Task input:
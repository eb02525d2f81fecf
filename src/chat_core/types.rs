//! Shared types for the chat core.
//!
//! Messages, sessions, context-window configuration, and the per-send
//! generation state used across the SessionManager and ChatService.

use std::fmt;
use std::str::FromStr;

use chrono::{DateTime, Utc};
use serde::{Deserialize, Serialize};

// ─── Messages ───────────────────────────────────────────────────────────────

/// Who authored a message.
#[derive(Debug, Clone, Copy, PartialEq, Eq, Hash, Serialize, Deserialize)]
#[serde(rename_all = "lowercase")]
pub enum Role {
    User,
    Assistant,
}

impl Role {
    pub fn as_str(&self) -> &'static str {
        match self {
            Role::User => "user",
            Role::Assistant => "assistant",
        }
    }

    /// Label used when rendering the prompt transcript.
    pub fn prompt_label(&self) -> &'static str {
        match self {
            Role::User => "User",
            Role::Assistant => "Assistant",
        }
    }
}

impl fmt::Display for Role {
    fn fmt(&self, f: &mut fmt::Formatter<'_>) -> fmt::Result {
        f.write_str(self.as_str())
    }
}

impl FromStr for Role {
    type Err = String;

    fn from_str(s: &str) -> Result<Self, Self::Err> {
        match s {
            "user" => Ok(Role::User),
            "assistant" => Ok(Role::Assistant),
            other => Err(format!("unknown role '{other}'")),
        }
    }
}

/// A single conversation message.
#[derive(Debug, Clone, PartialEq, Serialize, Deserialize)]
pub struct Message {
    /// UUID v4.
    pub id: String,
    /// Which session this message belongs to.
    pub session_id: String,
    pub role: Role,
    /// Grows in place while an assistant reply streams.
    pub content: String,
    /// Creation time, never changes.
    pub timestamp: DateTime<Utc>,
    /// Derived from `content`. `None` until a ContextWindow has counted it.
    pub token_count: Option<u32>,
}

impl Message {
    /// A fresh message with a new id and the current timestamp.
    pub fn new(session_id: impl Into<String>, role: Role, content: impl Into<String>) -> Self {
        Self {
            id: uuid::Uuid::new_v4().to_string(),
            session_id: session_id.into(),
            role,
            content: content.into(),
            timestamp: Utc::now(),
            token_count: None,
        }
    }

    pub fn user(session_id: impl Into<String>, content: impl Into<String>) -> Self {
        Self::new(session_id, Role::User, content)
    }

    /// An empty assistant placeholder, filled in as fragments arrive.
    pub fn assistant_placeholder(session_id: impl Into<String>) -> Self {
        Self::new(session_id, Role::Assistant, String::new())
    }

    /// Token count, treating an uncounted message as zero.
    pub fn tokens(&self) -> u32 {
        self.token_count.unwrap_or(0)
    }
}

// ─── Sessions ───────────────────────────────────────────────────────────────

/// One conversation: ordered messages plus the running token total.
///
/// `total_tokens` always equals the sum of `token_count` over `messages`.
/// Only `ContextWindow` mutates either field.
#[derive(Debug, Clone, PartialEq, Serialize, Deserialize)]
pub struct Session {
    pub id: String,
    /// Human label. Empty until derived from the first user message.
    pub name: String,
    /// Backend model used for generations in this session.
    pub model: String,
    pub messages: Vec<Message>,
    pub total_tokens: u32,
    pub created_at: DateTime<Utc>,
    pub updated_at: DateTime<Utc>,
}

impl Session {
    /// A new empty session for `model`.
    pub fn new(model: impl Into<String>) -> Self {
        let now = Utc::now();
        Self {
            id: uuid::Uuid::new_v4().to_string(),
            name: String::new(),
            model: model.into(),
            messages: Vec::new(),
            total_tokens: 0,
            created_at: now,
            updated_at: now,
        }
    }

    /// Session metadata without the message list (what `update_session` persists).
    pub fn metadata(&self) -> Session {
        Session {
            messages: Vec::new(),
            ..self.clone()
        }
    }
}

/// Derive a session name from the leading words of the first user message.
pub fn derive_session_name(text: &str) -> String {
    text.split_whitespace()
        .take(SESSION_NAME_WORDS)
        .collect::<Vec<_>>()
        .join(" ")
}

/// Number of leading words used for an auto-derived session name.
pub const SESSION_NAME_WORDS: usize = 6;

// ─── Context Window Configuration ───────────────────────────────────────────

/// Token budget for one session's context window.
#[derive(Debug, Clone, PartialEq, Serialize, Deserialize)]
#[serde(default)]
pub struct ContextWindowConfig {
    /// Hard ceiling the backend can accept.
    pub max_tokens: u32,
    /// Total at which eviction of the oldest messages begins.
    pub trim_threshold: u32,
    /// Reserved for future history compaction. Not acted on.
    pub summarization_threshold: u32,
    /// How many recent messages are sent as conversation history.
    pub context_messages: usize,
}

impl Default for ContextWindowConfig {
    fn default() -> Self {
        Self {
            max_tokens: 8192,
            trim_threshold: 7000,
            summarization_threshold: 6000,
            context_messages: 5,
        }
    }
}

impl ContextWindowConfig {
    /// Check the threshold ordering. Returns the reason on failure.
    pub fn validate(&self) -> Result<(), String> {
        if self.trim_threshold >= self.max_tokens {
            return Err(format!(
                "trim_threshold ({}) must be below max_tokens ({})",
                self.trim_threshold, self.max_tokens
            ));
        }
        if self.summarization_threshold > self.trim_threshold {
            return Err(format!(
                "summarization_threshold ({}) must not exceed trim_threshold ({})",
                self.summarization_threshold, self.trim_threshold
            ));
        }
        if self.context_messages == 0 {
            return Err("context_messages must be at least 1".to_string());
        }
        Ok(())
    }
}

// ─── Generation ─────────────────────────────────────────────────────────────

/// Per-session state of the send flow.
#[derive(Debug, Clone, Copy, PartialEq, Eq, Serialize, Deserialize)]
#[serde(rename_all = "snake_case")]
pub enum GenerationState {
    Idle,
    Sending,
    Streaming,
    Completed,
    Cancelled,
    Failed,
}

impl GenerationState {
    /// Whether a send is in flight for the session.
    pub fn is_active(&self) -> bool {
        matches!(self, GenerationState::Sending | GenerationState::Streaming)
    }
}

/// Successful (non-error) end of a `send_message` call.
#[derive(Debug, Clone, PartialEq, Eq)]
pub enum GenerationOutcome {
    /// The backend signalled `done`. Carries the full reply.
    Completed { message_id: String, text: String },
    /// Stopped by the user. Carries whatever had streamed so far.
    Cancelled { message_id: String, partial: String },
}

impl GenerationOutcome {
    pub fn message_id(&self) -> &str {
        match self {
            GenerationOutcome::Completed { message_id, .. }
            | GenerationOutcome::Cancelled { message_id, .. } => message_id,
        }
    }

    pub fn text(&self) -> &str {
        match self {
            GenerationOutcome::Completed { text, .. } => text,
            GenerationOutcome::Cancelled { partial, .. } => partial,
        }
    }
}

#[cfg(test)]
mod tests {
    use super::*;

    #[test]
    fn test_role_round_trip_str() {
        assert_eq!("user".parse::<Role>().unwrap(), Role::User);
        assert_eq!(Role::Assistant.to_string(), "assistant");
        assert!("system".parse::<Role>().is_err());
    }

    #[test]
    fn test_derive_session_name_takes_six_words() {
        assert_eq!(
            derive_session_name("Hello there, how are you today my friend"),
            "Hello there, how are you today"
        );
        assert_eq!(derive_session_name("  short   one "), "short one");
        assert_eq!(derive_session_name(""), "");
    }

    #[test]
    fn test_session_metadata_drops_messages() {
        let mut session = Session::new("llama3");
        session.messages.push(Message::user(&session.id, "hi"));
        let meta = session.metadata();
        assert!(meta.messages.is_empty());
        assert_eq!(meta.id, session.id);
    }

    #[test]
    fn test_default_config_is_valid() {
        assert!(ContextWindowConfig::default().validate().is_ok());
    }

    #[test]
    fn test_config_rejects_trim_at_max() {
        let config = ContextWindowConfig {
            trim_threshold: 8192,
            ..Default::default()
        };
        assert!(config.validate().unwrap_err().contains("max_tokens"));
    }

    #[test]
    fn test_config_rejects_zero_context_messages() {
        let config = ContextWindowConfig {
            context_messages: 0,
            ..Default::default()
        };
        assert!(config.validate().is_err());
    }

    #[test]
    fn test_generation_state_is_active() {
        assert!(GenerationState::Streaming.is_active());
        assert!(!GenerationState::Cancelled.is_active());
    }
}
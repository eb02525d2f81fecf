//! Inference error types.
//!
//! All errors implement `std::error::Error` via `thiserror`. Structured logging
//! is the caller's responsibility — these types carry the context needed to build
//! meaningful log entries.

use thiserror::Error;

/// Errors that can occur while talking to the generation backend.
#[derive(Debug, Error)]
pub enum InferenceError {
    /// TCP/HTTP connection to the backend failed.
    #[error("connection failed to {endpoint}: {reason}")]
    ConnectionFailed { endpoint: String, reason: String },

    /// The backend did not respond (or stalled mid-stream) within the configured timeout.
    #[error("request timed out after {duration_ms}ms; the model might be busy")]
    Timeout { duration_ms: u64 },

    /// The backend returned 404 for a generation request.
    #[error("model '{model}' not found, please ensure it's downloaded")]
    ModelNotFound { model: String },

    /// Any other non-2xx HTTP response.
    #[error("HTTP {status}: {body}")]
    HttpError { status: u16, body: String },

    /// Reading the response body failed, or the backend reported an error mid-stream.
    #[error("stream error: {reason}")]
    StreamError { reason: String },

    /// The caller signalled the cancellation token. Not a user-visible failure.
    #[error("generation cancelled")]
    Cancelled,

    /// Client construction or configuration problem.
    #[error("config error: {reason}")]
    ConfigError { reason: String },
}

impl InferenceError {
    /// Whether this is the distinguished user-initiated stop outcome.
    pub fn is_cancelled(&self) -> bool {
        matches!(self, InferenceError::Cancelled)
    }

    /// HTTP status code carried by this error, when one is known.
    pub fn status(&self) -> Option<u16> {
        match self {
            InferenceError::HttpError { status, .. } => Some(*status),
            InferenceError::ModelNotFound { .. } => Some(404),
            _ => None,
        }
    }
}

#[cfg(test)]
mod tests {
    use super::*;

    #[test]
    fn test_is_cancelled() {
        assert!(InferenceError::Cancelled.is_cancelled());
        assert!(!InferenceError::Timeout { duration_ms: 10 }.is_cancelled());
    }

    #[test]
    fn test_status_http_error() {
        let err = InferenceError::HttpError {
            status: 503,
            body: "busy".to_string(),
        };
        assert_eq!(err.status(), Some(503));
    }

    #[test]
    fn test_status_model_not_found() {
        let err = InferenceError::ModelNotFound {
            model: "llama3".to_string(),
        };
        assert_eq!(err.status(), Some(404));
        assert!(err.to_string().contains("llama3"));
    }

    #[test]
    fn test_status_transport_error() {
        let err = InferenceError::ConnectionFailed {
            endpoint: "http://localhost:11434/api/generate".to_string(),
            reason: "refused".to_string(),
        };
        assert!(err.status().is_none());
    }
}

Exercise: Your task is to list each line of the records with the word "static".

Answer area:
    pub fn as_str(&self) -> &'static str {
    pub fn prompt_label(&self) -> &'static str {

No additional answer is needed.